Las complejidades de la puesta ponen en evidencia el manejo perfecto por parte de Gleyzer de los recursos del cine. El cine político es un cine urgente que tiene como primer mandato denunciar la realidad, pero jamás debe descuidar el aspecto formal si quiere ser algo más que una protesta pasajera. Si conocemos, además, las condiciones en que fue realizada la película (en la clandestinidad, en plena dictadura, con actores que abandonaban el rodaje, filmada de a saltos), sus logros se multiplican. Y si sumamos a eso que su realizador fue secuestrado y asesinado por obras como esta, es imposible no sentirse conmovido. El cine de Raymundo Gleyzer es visceral, es denuncia, es premura, pero también es inteligencia, refinamiento narrativo, elegancia en el lenguaje. También es compromiso colectivo donde todos los que intervienen ponen su trabajo y también se juegan el pellejo en la obra. Que un actor consagrado como Lautaro Murúa acepte filmar en condiciones tan adversas demuestra su comunión ideológica con el proyecto.
“No debemos hacer caso a los divisionistas y los agitadores del caos. Lo que pasa es que estos agazapados están contra Perón y el movimiento. Y lo que no vamos a permitir en este sindicato es cambiar la bandera azul y blanca por el trapo rojo.” Es lo que dice Barrera durante la discusión en el sindicato antes de mandar a matar al revoltoso. Las palabras del gremialista, a estas alturas, no se distinguen del discurso de los milicos. Piensan lo mismo, hacen lo mismo, se valen de idénticos medios. Como los hombres y los cerdos al final de Rebelión en la granja, de George Orwell, ya no puede distinguirse cuál es cuál.
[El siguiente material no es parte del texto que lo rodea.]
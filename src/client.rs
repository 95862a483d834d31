//! Client-side core: connect, request/response control operations, and
//! the audio pipeline, wired together for the `vox` binary's REPL (spec
//! §4.1 client half, §4.3, §4.6).

use std::sync::Arc;
use std::time::Duration;

use tokio::net::TcpStream;
use tokio::sync::{mpsc, Mutex as AsyncMutex};

use crate::audio::{AudioPipeline, PassthroughCodec};
use crate::correlator::RequestCorrelator;
use crate::device::{Capture, Playback};
use crate::error::{CoreError, Result};
use crate::frame::{self, FrameWriter};
use crate::protocol::{ControlMessage, ServerResponse, Status, WireMessage};

/// Default control-request timeout (spec §3's "5s default").
pub const DEFAULT_TIMEOUT: Duration = Duration::from_secs(5);

pub struct Client {
    pub user_id: String,
    writer: FrameWriter,
    correlator: Arc<RequestCorrelator>,
    pipeline: Arc<AudioPipeline>,
    unsolicited_rx: AsyncMutex<mpsc::UnboundedReceiver<ServerResponse>>,
}

impl Client {
    /// Connect to `host:port`, failing with `CoreError::Timeout` if the
    /// TCP handshake doesn't complete within `timeout`. Spawns the read
    /// loop and the frame demultiplexer that routes `Response`s to the
    /// correlator and `Audio` frames to the playback pipeline.
    pub async fn connect(host: &str, port: u16, user_id: impl Into<String>, timeout: Duration, max_frame: u32, playback: Box<dyn Playback>) -> Result<Arc<Self>> {
        let user_id = user_id.into();
        let stream = tokio::time::timeout(timeout, TcpStream::connect((host, port)))
            .await
            .map_err(|_| CoreError::Timeout)?
            .map_err(|source| CoreError::Connect { host: host.to_string(), port, source })?;
        let _ = stream.set_nodelay(true);

        let (read_half, write_half) = stream.into_split();
        let (writer, _writer_task) = frame::spawn_writer(write_half, max_frame);
        let correlator = Arc::new(RequestCorrelator::new());
        let pipeline = Arc::new(AudioPipeline::new(user_id.clone(), writer.clone(), Arc::new(PassthroughCodec), playback));

        let (unsolicited_tx, unsolicited_rx) = mpsc::unbounded_channel();
        let (frame_tx, mut frame_rx) = mpsc::unbounded_channel();
        tokio::spawn(frame::run_read_loop(read_half, frame_tx, max_frame));

        let demux_correlator = correlator.clone();
        let demux_pipeline = pipeline.clone();
        tokio::spawn(async move {
            while let Some(payload) = frame_rx.recv().await {
                match WireMessage::decode(&payload) {
                    Ok(WireMessage::Response(response)) => {
                        if let Some(unsolicited) = demux_correlator.complete(response) {
                            let _ = unsolicited_tx.send(unsolicited);
                        }
                    }
                    Ok(WireMessage::Audio(frame)) => demux_pipeline.handle_inbound(&frame),
                    Ok(WireMessage::Control(_)) => {
                        tracing::debug!("client received a ControlMessage, ignoring");
                    }
                    Err(error) => tracing::debug!(%error, "dropping undecodable frame"),
                }
            }
            demux_correlator.shutdown();
        });

        Ok(Arc::new(Self { user_id, writer, correlator, pipeline, unsolicited_rx: AsyncMutex::new(unsolicited_rx) }))
    }

    pub async fn join(&self, room_id: &str, timeout: Duration) -> Result<ServerResponse> {
        let response = self.correlator.request(&self.writer, ControlMessage::join(self.user_id.clone(), room_id), timeout).await?;
        if matches!(response.status, Status::Success) {
            self.pipeline.set_in_room(true);
        }
        Ok(response)
    }

    pub async fn leave(&self, timeout: Duration) -> Result<ServerResponse> {
        self.correlator.request(&self.writer, ControlMessage::leave(self.user_id.clone()), timeout).await
    }

    pub async fn list_rooms(&self, timeout: Duration) -> Result<ServerResponse> {
        self.correlator.request(&self.writer, ControlMessage::list_rooms(self.user_id.clone()), timeout).await
    }

    /// The next unsolicited message (welcome banner, async notification),
    /// or `None` once the connection has closed.
    pub async fn next_unsolicited(&self) -> Option<ServerResponse> {
        self.unsolicited_rx.lock().await.recv().await
    }

    pub fn start_capture(&self, capture: &mut dyn Capture) {
        let pipeline = self.pipeline.clone();
        pipeline.start_capture(capture);
    }

    pub fn mute(&self) {
        self.pipeline.mute();
    }

    pub fn unmute(&self) {
        self.pipeline.unmute();
    }

    pub fn is_muted(&self) -> bool {
        self.pipeline.is_muted()
    }

    pub fn set_output_gain(&self, gain: f32) {
        self.pipeline.set_output_gain(gain);
    }

    pub fn shutdown(&self) {
        self.correlator.shutdown();
    }
}

#[cfg(test)]
mod tests {
    use super::*;
    use crate::device::NullDevice;
    use crate::server::Server;
    use tokio::net::TcpListener;

    async fn spawn_test_server() -> std::net::SocketAddr {
        let listener = TcpListener::bind("127.0.0.1:0").await.unwrap();
        let addr = listener.local_addr().unwrap();
        let server = Server::new(frame::MAX_FRAME);
        tokio::spawn(server.accept_loop(listener));
        addr
    }

    #[tokio::test]
    async fn connect_receives_a_welcome_as_an_unsolicited_message() {
        let addr = spawn_test_server().await;
        let client = Client::connect(&addr.ip().to_string(), addr.port(), "alice", DEFAULT_TIMEOUT, frame::MAX_FRAME, Box::new(NullDevice::new())).await.unwrap();
        let welcome = client.next_unsolicited().await.unwrap();
        assert!(matches!(welcome.status, Status::Success));
    }

    #[tokio::test]
    async fn join_then_list_rooms_reflects_membership() {
        let addr = spawn_test_server().await;
        let client = Client::connect(&addr.ip().to_string(), addr.port(), "alice", DEFAULT_TIMEOUT, frame::MAX_FRAME, Box::new(NullDevice::new())).await.unwrap();
        client.next_unsolicited().await.unwrap();

        let joined = client.join("r1", DEFAULT_TIMEOUT).await.unwrap();
        assert!(matches!(joined.status, Status::Success));

        let listing = client.list_rooms(DEFAULT_TIMEOUT).await.unwrap();
        assert!(listing.message.contains("r1:alice:."));
    }

    #[tokio::test]
    async fn connect_to_nothing_times_out_or_errors() {
        let err = Client::connect("127.0.0.1", 1, "alice", Duration::from_millis(200), frame::MAX_FRAME, Box::new(NullDevice::new())).await;
        assert!(err.is_err());
    }
}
Moyano, en su discurso durante la marcha de los gremios del 29 de abril, expuso: “Como dijo Caló, esto no es en contra de nadie, sino a favor de los trabajadores.” Ajá. Movilizás cientos de miles de trabajadores sólo para decirles que estás a favor de ellos. Y también les decís, con tu servilismo ante el Poder, que no estás en contra de una devaluación que arrasó con los salarios, ni en contra de los aumentos de precios y tarifas inéditos que aniquilaron el poder adquisitivo. Les escupís en el rostro que no estás en contra de las industrias paralizadas, ni de la desocupación aleccionadora y niveladora de salarios, e imparable en este contexto. “No es en contra de nadie”, sigue resonando como un eco. ¿Cómo que no es en contra de nadie?
Los gordos siguen igual, hoy como ayer.
Y Los traidores, más actual que nunca.
Los traidores (Argentina, 1972), de Raymundo Gleyzer, c/Víctor proncet, Raúl Fraire, Susana Lanteri, Lautaro Murúa, 113′.